Problem description – Each record should be given back exactly, with none missing.

=== Records for the task ===

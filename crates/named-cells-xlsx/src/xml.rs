//! Small helpers shared by the part readers and writers

use quick_xml::events::BytesStart;

/// Element or attribute name without its namespace prefix
pub(crate) fn local_name(name: &[u8]) -> &[u8] {
    match name.iter().rposition(|b| *b == b':') {
        Some(idx) => &name[idx + 1..],
        None => name,
    }
}

/// Unescaped value of the attribute whose local name is `key`
pub(crate) fn attr_value(e: &BytesStart<'_>, key: &[u8]) -> Option<String> {
    e.attributes()
        .flatten()
        .find(|a| local_name(a.key.as_ref()) == key)
        .and_then(|a| a.unescape_value().ok().map(|v| v.into_owned()))
}

/// `1`/`true` are true, anything else false
pub(crate) fn parse_bool(s: &str) -> bool {
    s == "1" || s.eq_ignore_ascii_case("true")
}

pub(crate) fn escape_text(s: &str) -> String {
    s.replace('&', "&amp;")
        .replace('<', "&lt;")
        .replace('>', "&gt;")
}

pub(crate) fn needs_space_preserve(text: &str) -> bool {
    text.starts_with(char::is_whitespace) || text.ends_with(char::is_whitespace)
}

/// Decode Excel's `_xHHHH_` escape sequences in strings.
///
/// Excel uses this format to encode characters XML cannot carry:
/// - `_x000d_` = CR (carriage return)
/// - `_x0001_` = control character U+0001
/// - `_x005f_` = Underscore (escaped underscore)
pub(crate) fn decode_excel_escapes(s: &str) -> String {
    if !s.contains("_x") {
        return s.to_string();
    }
    let mut result = String::with_capacity(s.len());
    let mut rest = s;
    while let Some(pos) = rest.find("_x") {
        result.push_str(&rest[..pos]);
        let candidate = &rest[pos..];
        match parse_escape(candidate) {
            Some(c) => {
                result.push(c);
                rest = &candidate[7..];
            }
            None => {
                result.push('_');
                rest = &candidate[1..];
            }
        }
    }
    result.push_str(rest);
    result
}

/// `_xHHHH_` at the start of `s`
fn parse_escape(s: &str) -> Option<char> {
    let bytes = s.as_bytes();
    if bytes.len() < 7 || bytes[6] != b'_' {
        return None;
    }
    let hex = s.get(2..6)?;
    if !hex.bytes().all(|b| b.is_ascii_hexdigit()) {
        return None;
    }
    u32::from_str_radix(hex, 16).ok().and_then(char::from_u32)
}

/// Inverse of [`decode_excel_escapes`]
///
/// Control characters other than tab, LF and CR are escaped, and so is the
/// underscore of any literal text that would decode as an escape.
pub(crate) fn encode_excel_escapes(s: &str) -> String {
    let mut result = String::with_capacity(s.len());
    for (i, c) in s.char_indices() {
        match c {
            '\t' | '\n' | '\r' => result.push(c),
            c if c.is_control() && (c as u32) < 0x20 => {
                result.push_str(&format!("_x{:04X}_", c as u32));
            }
            '_' if parse_escape(&s[i..]).is_some() => result.push_str("_x005F_"),
            c => result.push(c),
        }
    }
    result
}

===

Your response –
filename crates/named-cells-xlsx/src/xml.rs
//! Small helpers shared by the part readers and writers

use quick_xml::events::BytesStart;

/// Element or attribute name without its namespace prefix
pub(crate) fn local_name(name: &[u8]) -> &[u8] {
    match name.iter().rposition(|b| *b == b':') {
        Some(idx) => &name[idx + 1..],
        None => name,
    }
}

/// Unescaped value of the attribute whose local name is `key`
pub(crate) fn attr_value(e: &BytesStart<'_>, key: &[u8]) -> Option<String> {
    e.attributes()
        .flatten()
        .find(|a| local_name(a.key.as_ref()) == key)
        .and_then(|a| a.unescape_value().ok().map(|v| v.into_owned()))
}

/// `1`/`true` are true, anything else false
pub(crate) fn parse_bool(s: &str) -> bool {
    s == "1" || s.eq_ignore_ascii_case("true")
}

pub(crate) fn escape_text(s: &str) -> String {
    s.replace('&', "&amp;")
        .replace('<', "&lt;")
        .replace('>', "&gt;")
}

pub(crate) fn needs_space_preserve(text: &str) -> bool {
    text.starts_with(char::is_whitespace) || text.ends_with(char::is_whitespace)
}

/// Decode Excel's `_xHHHH_` escape sequences in strings.
///
/// Excel uses this format to encode characters XML cannot carry:
/// - `_x000d_` = CR (carriage return)
/// - `_x0001_` = control character U+0001
/// - `_x005f_` = Underscore (escaped underscore)
pub(crate) fn decode_excel_escapes(s: &str) -> String {
    if !s.contains("_x") {
        return s.to_string();
    }
    let mut result = String::with_capacity(s.len());
    let mut rest = s;
    while let Some(pos) = rest.find("_x") {
        result.push_str(&rest[..pos]);
        let candidate = &rest[pos..];
        match parse_escape(candidate) {
            Some(c) => {
                result.push(c);
                rest = &candidate[7..];
            }
            None => {
                result.push('_');
                rest = &candidate[1..];
            }
        }
    }
    result.push_str(rest);
    result
}

/// `_xHHHH_` at the start of `s`
fn parse_escape(s: &str) -> Option<char> {
    let bytes = s.as_bytes();
    if bytes.len() < 7 || bytes[6] != b'_' {
        return None;
    }
    let hex = s.get(2..6)?;
    if !hex.bytes().all(|b| b.is_ascii_hexdigit()) {
        return None;
    }
    u32::from_str_radix(hex, 16).ok().and_then(char::from_u32)
}

/// Inverse of [`decode_excel_escapes`]
///
/// Control characters other than tab, LF and CR are escaped, and so is the
/// underscore of any literal text that would decode as an escape.
pub(crate) fn encode_excel_escapes(s: &str) -> String {
    let mut result = String::with_capacity(s.len());
    for (i, c) in s.char_indices() {
        match c {
            '\t' | '\n' | '\r' => result.push(c),
            c if c.is_control() && (c as u32) < 0x20 => {
                result.push_str(&format!("_x{:04X}_", c as u32));
            }
            '_' if parse_escape(&s[i..]).is_some() => result.push_str("_x005F_"),
            c => result.push(c),
        }
    }
    result
}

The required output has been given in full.